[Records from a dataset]
'''

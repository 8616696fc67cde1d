//! Ingestion pipeline
//!
//! Turns one completed exchange into stored memories:
//!
//! ```text
//! extract → normalize → embed (per candidate) → dedup → insert (writer)
//!                                                      ↘ optional summary
//! ```
//!
//! Collaborator failures are degradable. A failed extraction skips the
//! exchange; a failed embedding or insert drops only that candidate.

use crate::config::ProxyConfig;
use crate::error::Result;
use crate::memory::entry::MemoryEntryBuilder;
use crate::memory::similarity::SimilarityMetric;
use crate::memory::writer::MemoryWriter;
use crate::providers::{with_timeout, Embedder, FactExtractor};
use serde::{Deserialize, Serialize};
use std::collections::HashSet;
use std::sync::Arc;
use std::time::Duration;

/// One completed user/assistant turn.
#[derive(Debug, Clone, Serialize, Deserialize)]
pub struct Exchange {
    pub conversation_id: String,
    pub user_message: String,
    pub assistant_message: String,
    pub turn_ref: Option<String>,
}

/// Outcome counters for one exchange.
#[derive(Debug, Clone, Default, PartialEq, Eq, Serialize)]
pub struct IngestReport {
    /// Distinct non-empty candidates after normalization
    pub extracted: usize,
    pub stored: usize,
    /// Dropped as too similar to a stored or accepted fact
    pub duplicates: usize,
    /// Dropped by an embedding or persistence failure
    pub failed: usize,
    /// Entries evicted to make room
    pub evicted: usize,
    pub summarized: bool,
}

pub struct IngestPipeline {
    writer: Arc<MemoryWriter>,
    embedder: Arc<dyn Embedder>,
    extractor: Arc<dyn FactExtractor>,
    similarity: SimilarityMetric,
    dedup_threshold: f32,
    summarization: bool,
    embed_timeout: Duration,
    extract_timeout: Duration,
}

impl IngestPipeline {
    pub fn new(
        writer: Arc<MemoryWriter>,
        embedder: Arc<dyn Embedder>,
        extractor: Arc<dyn FactExtractor>,
        config: &ProxyConfig,
    ) -> Self {
        Self {
            writer,
            embedder,
            extractor,
            similarity: config.memory.similarity,
            dedup_threshold: config.memory.dedup_threshold,
            summarization: config.memory.summarization,
            embed_timeout: Duration::from_millis(config.embedding.timeout_ms),
            extract_timeout: Duration::from_millis(config.extraction.timeout_ms),
        }
    }

    /// Process one exchange.
    ///
    /// Returns `Error::Degradable` only when extraction itself fails.
    pub async fn ingest(&self, exchange: &Exchange) -> Result<IngestReport> {
        let conversation_id = exchange.conversation_id.as_str();
        let raw = with_timeout(
            "fact extraction",
            self.extract_timeout,
            self.extractor
                .extract(&exchange.user_message, &exchange.assistant_message),
        )
        .await?;

        let candidates = normalize(raw);
        let mut report = IngestReport {
            extracted: candidates.len(),
            ..Default::default()
        };
        if candidates.is_empty() {
            return Ok(report);
        }

        let embeddings = futures::future::join_all(candidates.iter().map(|text| {
            with_timeout("fact embedding", self.embed_timeout, async move {
                let v = self.embedder.embed(text).await?;
                self.writer.store().check_dimension(&v)?;
                Ok(v)
            })
        }))
        .await;

        let mut accepted: Vec<Vec<f32>> = Vec::new();
        let mut stored_texts = Vec::new();

        for (text, embedding) in candidates.into_iter().zip(embeddings) {
            let embedding = match embedding {
                Ok(v) => v,
                Err(e) => {
                    tracing::warn!(
                        conversation_id = %conversation_id,
                        "Dropping candidate fact: {}",
                        e
                    );
                    report.failed += 1;
                    continue;
                }
            };

            // Accepted facts may already have been evicted again, so the
            // batch is checked here and the live store inside the writer.
            let duplicate = accepted
                .iter()
                .any(|other| self.similarity.score(&embedding, other) > self.dedup_threshold);
            if duplicate {
                report.duplicates += 1;
                continue;
            }

            let mut builder =
                MemoryEntryBuilder::new(conversation_id, text.clone()).embedding(embedding.clone());
            if let Some(turn) = &exchange.turn_ref {
                builder = builder.source_turn(turn.clone());
            }
            let entry = match builder.build() {
                Ok(entry) => entry,
                Err(e) => {
                    tracing::warn!("Rejected candidate fact: {}", e);
                    report.failed += 1;
                    continue;
                }
            };

            match self
                .writer
                .insert_if_novel(entry, self.dedup_threshold, self.similarity)
                .await
            {
                Ok(None) => report.duplicates += 1,
                Ok(Some(outcome)) => {
                    report.stored += 1;
                    report.evicted += outcome.evicted.len();
                    accepted.push(embedding);
                    stored_texts.push(text);
                }
                Err(e) => {
                    tracing::warn!(
                        conversation_id = %conversation_id,
                        "Failed to store fact: {}",
                        e
                    );
                    report.failed += 1;
                }
            }
        }

        if self.summarization && !stored_texts.is_empty() {
            report.summarized = self.update_summary(conversation_id, &stored_texts).await;
        }

        tracing::info!(
            conversation_id = %conversation_id,
            extracted = report.extracted,
            stored = report.stored,
            duplicates = report.duplicates,
            failed = report.failed,
            evicted = report.evicted,
            "Exchange ingested"
        );
        Ok(report)
    }

    async fn update_summary(&self, conversation_id: &str, new_facts: &[String]) -> bool {
        let previous = self
            .writer
            .store()
            .meta(conversation_id)
            .await
            .and_then(|m| m.summary);
        let summary = with_timeout(
            "summarization",
            self.extract_timeout,
            self.extractor.summarize(previous.as_deref(), new_facts),
        )
        .await;

        let result = match summary {
            Ok(s) if !s.trim().is_empty() => {
                self.writer
                    .set_summary(conversation_id, Some(s.trim().to_string()))
                    .await
            }
            Ok(_) => return false,
            Err(e) => Err(e),
        };
        match result {
            Ok(()) => true,
            Err(e) => {
                tracing::warn!(
                    conversation_id = %conversation_id,
                    "Summary not updated: {}",
                    e
                );
                false
            }
        }
    }
}

/// Trim, drop empties and exact duplicates; keeps first-seen order.
pub fn normalize(raw: Vec<String>) -> Vec<String> {
    let mut seen = HashSet::new();
    raw.into_iter()
        .map(|s| s.trim().to_string())
        .filter(|s| !s.is_empty())
        .filter(|s| seen.insert(s.clone()))
        .collect()
}
//! Eviction manager
//!
//! Owns the per-conversation capacity bound. Victims are chosen by lowest
//! utility: least recently accessed first, then least accessed, then oldest,
//! with the entry id as a final tie-break so plans are deterministic.

use crate::error::{Error, Result};
use crate::memory::entry::MemoryEntry;
use std::cmp::Ordering;
use uuid::Uuid;

/// Plans evictions that keep a conversation within `max_entries`.
#[derive(Debug, Clone, Copy)]
pub struct EvictionManager {
    max_entries: usize,
}

impl EvictionManager {
    /// Fails with `Error::Config` when `max_entries` is zero.
    pub fn new(max_entries: usize) -> Result<Self> {
        if max_entries == 0 {
            return Err(Error::Config("max_entries must be at least 1".into()));
        }
        Ok(Self { max_entries })
    }

    pub fn max_entries(&self) -> usize {
        self.max_entries
    }

    /// Entries to evict so that `existing` plus `incoming_id` fits.
    ///
    /// The incoming entry is never a victim. If `incoming_id` is already
    /// present (a replacement), it does not count twice.
    pub fn plan(&self, existing: &[MemoryEntry], incoming_id: Uuid) -> Vec<MemoryEntry> {
        let mut candidates: Vec<&MemoryEntry> =
            existing.iter().filter(|e| e.id != incoming_id).collect();
        let needed = (candidates.len() + 1).saturating_sub(self.max_entries);
        if needed == 0 {
            return Vec::new();
        }

        candidates.sort_by(|a, b| utility_order(a, b));
        let victims: Vec<MemoryEntry> = candidates.into_iter().take(needed).cloned().collect();

        tracing::debug!(
            incoming = %incoming_id,
            evicting = victims.len(),
            max_entries = self.max_entries,
            "Planned eviction"
        );
        victims
    }

    /// Fail if a conversation holds more entries than allowed.
    pub fn check(&self, count: usize) -> Result<()> {
        if count > self.max_entries {
            return Err(Error::InvariantViolation(format!(
                "conversation holds {} entries, max is {}",
                count, self.max_entries
            )));
        }
        Ok(())
    }
}

/// Lowest-utility-first ordering.
pub fn utility_order(a: &MemoryEntry, b: &MemoryEntry) -> Ordering {
    a.last_accessed
        .cmp(&b.last_accessed)
        .then(a.access_count.cmp(&b.access_count))
        .then(a.created_at.cmp(&b.created_at))
        .then(a.id.cmp(&b.id))
}

#[cfg(test)]
mod tests {
    use super::*;
    use crate::memory::entry::MemoryEntryBuilder;
    use chrono::{Duration, Utc};

    fn entry_aged(minutes_ago: i64, accesses: u32) -> MemoryEntry {
        let at = Utc::now() - Duration::minutes(minutes_ago);
        let mut e = MemoryEntryBuilder::new("c", format!("fact {}", minutes_ago))
            .embedding(vec![1.0])
            .created_at(at)
            .build()
            .unwrap();
        e.access_count = accesses;
        e
    }

    #[test]
    fn test_no_eviction_below_capacity() {
        let mgr = EvictionManager::new(3).unwrap();
        let existing = vec![entry_aged(10, 0), entry_aged(5, 0)];
        assert!(mgr.plan(&existing, Uuid::new_v4()).is_empty());
    }

    #[test]
    fn test_evicts_least_recently_accessed() {
        let mgr = EvictionManager::new(3).unwrap();
        let oldest = entry_aged(30, 0);
        let mut touched = entry_aged(40, 0);
        touched.last_accessed = Utc::now();
        let existing = vec![touched.clone(), oldest.clone(), entry_aged(20, 0)];

        let victims = mgr.plan(&existing, Uuid::new_v4());
        assert_eq!(victims.len(), 1);
        assert_eq!(victims[0].id, oldest.id);
    }

    #[test]
    fn test_access_count_breaks_recency_tie() {
        let mgr = EvictionManager::new(1).unwrap();
        let at = Utc::now() - Duration::minutes(5);
        let mut busy = entry_aged(5, 9);
        let mut idle = entry_aged(5, 1);
        busy.last_accessed = at;
        idle.last_accessed = at;

        let victims = mgr.plan(&[busy.clone(), idle.clone()], Uuid::new_v4());
        assert_eq!(victims.len(), 2);
        assert_eq!(victims[0].id, idle.id);
    }

    #[test]
    fn test_incoming_never_victim() {
        let mgr = EvictionManager::new(1).unwrap();
        let incoming = entry_aged(100, 0);
        let other = entry_aged(1, 5);
        let victims = mgr.plan(&[incoming.clone(), other.clone()], incoming.id);
        assert_eq!(victims.len(), 1);
        assert_eq!(victims[0].id, other.id);
    }

    #[test]
    fn test_replacement_counts_once() {
        let mgr = EvictionManager::new(2).unwrap();
        let a = entry_aged(10, 0);
        let b = entry_aged(5, 0);
        assert!(mgr.plan(&[a.clone(), b], a.id).is_empty());
    }

    #[test]
    fn test_zero_capacity_rejected() {
        assert!(matches!(EvictionManager::new(0), Err(Error::Config(_))));
    }

    #[test]
    fn test_check() {
        let mgr = EvictionManager::new(2).unwrap();
        assert!(mgr.check(2).is_ok());
        assert!(matches!(mgr.check(3), Err(Error::InvariantViolation(_))));
    }
}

'''

Extract every line above that contains the word "idle".

        let mut idle = entry_aged(5, 1);
        idle.last_accessed = at;
        let victims = mgr.plan(&[busy.clone(), idle.clone()], Uuid::new_v4());
        assert_eq!(victims[0].id, idle.id);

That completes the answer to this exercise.